The Federal Reserve System
Wilson and his supporters sought to create a centralized bank system under public control, which would be able to stabilize the economy in times of panic. After months of bargaining, Congress passed the Federal Reserve Act in 1913. This act established a network of regional Federal Reserve banks under partially private and partially public control. The Federal Reserve Board was created to oversee the entire network and national fiscal policy. Initially weak, the “Fed” would become a powerful force in American economics.

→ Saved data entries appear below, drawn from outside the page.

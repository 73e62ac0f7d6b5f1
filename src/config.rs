use chrono::Offset;
use crate::feature_vector::feature_set::FeatureSet;
use crate::random_forest::forest::ForestConfig;
use std::path::PathBuf;
use std::time::Duration;

#[derive(Debug, Clone)]
pub struct ClassifierConfig {
    /// File name of the persisted model under `<root>/Model`.
    pub model_name: String,
    pub forest: ForestConfig,
    /// Compare every `test_outputs.len()` classifications against
    /// `test_outputs` and log a confusion matrix.
    pub calculate_accuracy: bool,
    pub test_outputs: Vec<i32>,
}

impl Default for ClassifierConfig {
    fn default() -> Self {
        Self {
            model_name: "gesture-model.json".to_string(),
            forest: ForestConfig::default(),
            calculate_accuracy: false,
            test_outputs: vec![0, 0, 0, 0, 0, 1, 1, 1, 1, 1],
        }
    }
}

#[derive(Debug, Clone)]
pub struct StorageConfig {
    /// Read-only assets shipped with the binary.
    pub bundled_root: PathBuf,
    /// Where models and captured vectors are written.
    pub writable_root: PathBuf,
    pub store_file_name: String,
}

impl StorageConfig {
    pub fn store_path(&self) -> PathBuf {
        self.writable_root.join(&self.store_file_name)
    }
}

impl Default for StorageConfig {
    fn default() -> Self {
        Self {
            bundled_root: PathBuf::from("assets"),
            writable_root: PathBuf::from("data"),
            store_file_name: "feature-vectors.json".to_string(),
        }
    }
}

#[derive(Debug, Clone, Default)]
pub struct FreeModeConfig {
    /// Classify once when hands appear instead of on every tick.
    pub classify_once_per_presence: bool,
}

#[derive(Debug, Clone)]
pub struct Config {
    pub tick_rate: Duration,
    pub logger_timezone: chrono::FixedOffset,
    pub feature_set: FeatureSet,
    pub classifier: ClassifierConfig,
    pub storage: StorageConfig,
    pub free_mode: FreeModeConfig,
}

impl Default for Config {
    fn default() -> Self {
        Self {
            tick_rate: Duration::from_millis(100),
            logger_timezone: mountain_standard_time(),
            feature_set: FeatureSet::default(),
            classifier: ClassifierConfig::default(),
            storage: StorageConfig::default(),
            free_mode: FreeModeConfig::default(),
        }
    }
}

fn mountain_standard_time() -> chrono::FixedOffset {
    chrono::FixedOffset::west_opt(7 * 3600).unwrap_or_else(|| chrono::Utc.fix())
}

Wilson’s most notable legislative achievement was the 1913 passage of the Federal Reserve Act, establishing the system of Federal Reserve banks still in use today.
Business Regulation
Wilson pushed two important regulatory measures through Congress in 1914. First, the Federal Trade Commission Act created a five-member agency to investigate suspected violations of interstate trade regulations and to issue “cease and desist” orders should it find corporations guilty of unfair practices. Secondly, the Clayton Antitrust Act improved upon the vague Sherman Antitrust Act by enumerating a series of illegal business practices. The Wilson administration initiated antitrust suits against almost one hundred corporations.
Labor and Farm Reform
Wilson strongly supported worker’s rights. Under his administration, Congress passed a series of labor laws designed to ban child labor, shorten workdays, and, in the Workmen’s Compensation Act, provide injury protection to federal employees. Wilson also supported reforms benefiting farmers, such as low-interest loan programs.
“New Freedom” in Foreign Policy
Wilson rejected the big stick and dollar diplomacy approaches to foreign policy in favor of “new freedom,” an idealistic foreign policy aimed at morality in international affairs. He pledged never to seek territorial expansion by conquest, and instead focused on advancing capitalism and democracy throughout the world. To signal his rejection of the old methods, Wilson withdrew American partnership from a loan consortium in China in 1913. Between 1913 and 1917, he tried with varying success to help foster democracy and stability in Mexico.
In 1914, war erupted across Europe. Soon after the war’s outbreak, Wilson issued a statement of neutrality designed to keep the U.S. out of the conflict. In 1916, Wilson was reelected in large part on the slogan, “He kept us out of war.”